Candrapida ruled from 712/13−720 and bore the name Vajraditya. He is otherwise known from the Tangshu under the name Zhentuoluobili. Kalhana paints a benevolent and virtuous image of the ruler—two stories are narrated to the same effect. Jayanta Bhatta's great-grandfather Saktisvāmin was one of his ministers.

In 713, Emperor Xuanzong of Tang received an embassy from Candrapida requesting aid against Arab invasions. Candrapida did not receive any help but nonetheless, managed to defend his territory.
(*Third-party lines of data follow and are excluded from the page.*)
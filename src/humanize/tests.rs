// Humanization tests.

use super::*;

#[test]
fn test_registrable_label_strips_subdomains_and_suffix() {
    assert_eq!(registrable_label("www.example.com").as_deref(), Some("example"));
    assert_eq!(registrable_label("news.bbc.co.uk").as_deref(), Some("bbc"));
    assert_eq!(registrable_label("bbc.co.uk").as_deref(), Some("bbc"));
    assert_eq!(registrable_label("NYTimes.com.").as_deref(), Some("nytimes"));
}

#[test]
fn test_registrable_label_of_bare_suffix_is_none() {
    assert_eq!(registrable_label("com"), None);
    assert_eq!(registrable_label("co.uk"), None);
}

#[test]
fn test_short_names_become_acronyms() {
    assert_eq!(humanize_label("cnn"), "CNN");
    assert_eq!(humanize_label("bbc"), "BBC");
    assert_eq!(humanize_label("espn"), "ESPN");
}

#[test]
fn test_brand_vocabulary_splits_words() {
    assert_eq!(humanize_label("nytimes"), "NY Times");
    assert_eq!(humanize_label("washingtonpost"), "Washington Post");
    assert_eq!(humanize_label("huffpost"), "Huff Post");
    assert_eq!(humanize_label("usatoday"), "USA Today");
}

#[test]
fn test_stop_words_are_title_cased_not_upper_cased() {
    assert_eq!(humanize_label("theguardian"), "The Guardian");
    assert_eq!(humanize_label("theinsider"), "The Insider");
}

#[test]
fn test_letter_digit_boundaries() {
    assert_eq!(humanize_label("9gag"), "9 GAG");
    assert_eq!(humanize_label("abc123"), "ABC 123");
}

#[test]
fn test_camel_case_boundaries() {
    assert_eq!(humanize_label("BlogSpot"), "Blog Spot");
}

#[test]
fn test_plain_word_is_title_cased() {
    assert_eq!(humanize_label("github"), "Github");
}

#[test]
fn test_humanization_is_idempotent() {
    for label in ["cnn", "nytimes", "theguardian", "washingtonpost", "usatoday", "espn"] {
        let once = humanize_label(label);
        assert_eq!(humanize_label(&once), once, "label {label}");
    }
    assert_eq!(humanize_label("CNN"), "CNN");
    assert_eq!(humanize_label("NY Times"), "NY Times");
}

#[test]
fn test_domain_ending_is_stripped_from_label() {
    assert_eq!(humanize_label("example.com"), "Example");
    assert_eq!(humanize_label("example.co.uk"), "Example");
}

#[test]
fn test_title_from_domain() {
    assert_eq!(title_from_domain("bbc.co.uk").as_deref(), Some("BBC"));
    assert_eq!(title_from_domain("www.nytimes.com").as_deref(), Some("NY Times"));
    assert_eq!(title_from_domain("theguardian.com").as_deref(), Some("The Guardian"));
}

#[test]
fn test_title_from_domain_none_when_nothing_remains() {
    assert_eq!(title_from_domain("home.com"), None);
    assert_eq!(title_from_domain("com"), None);
}

#[test]
fn test_dot_com_rule_removes_first_occurrence_only() {
    let rule = rules::rule("dot_com").unwrap();
    assert_eq!(rule.apply("foo.com.bar.com"), "foo.bar.com");
}

#[test]
fn test_home_rule_only_strips_standalone_word() {
    let rule = rules::rule("home").unwrap();
    assert_eq!(rule.apply("my Home page"), "my  page");
    assert_eq!(rule.apply("homepage"), "homepage");
}

#[test]
fn test_rule_names_are_unique() {
    let mut names: Vec<_> = RULES.iter().map(|r| r.name).collect();
    names.sort_unstable();
    names.dedup();
    assert_eq!(names.len(), RULES.len());
}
In 720, Xuanzong sent an envoy to bestow upon him, the title "King of Kashmir". These diplomatic exchanges led to the formation of an imperial alliance between the Tangs and Karakotas; in 722, after the Tangs emerged victorious against Tibet, the Chinese court credits Kashmir for having provided ample food to their troops stationed in Gilgit.
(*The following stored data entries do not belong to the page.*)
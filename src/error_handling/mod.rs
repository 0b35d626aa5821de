//! Error handling and run statistics.
//!
//! This module provides:
//! - Error type definitions for each stage of the pipeline
//! - Per-run outcome counters for the enrichment pass
//!
//! Errors from the locator, the import and the storage layer are fatal to the
//! current run. Scrape errors are recorded as outcomes and never propagate.

mod stats;
mod types;

// Re-export public API
pub use stats::EnrichStats;
pub use types::{
    ConfigError, ImportError, InitializationError, LocatorError, OverrideError, Outcome,
    ScrapeError, StorageError,
};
Kalhana notes him to have been assassinated by his brother, Tarapida, who recruited a Brahmin for the purpose. (Note: Stein notes that the cause might have been derived from contemporary Tantric tradition.)

=== Tarapida ===
Little is noted about his rule in Rajatarangini except that he was tyrannical and oppressed the Brahmins. He bore the name Udayaditya, and was murdered after four years; the practice of magic-rites by Brahmins is held to be the cause.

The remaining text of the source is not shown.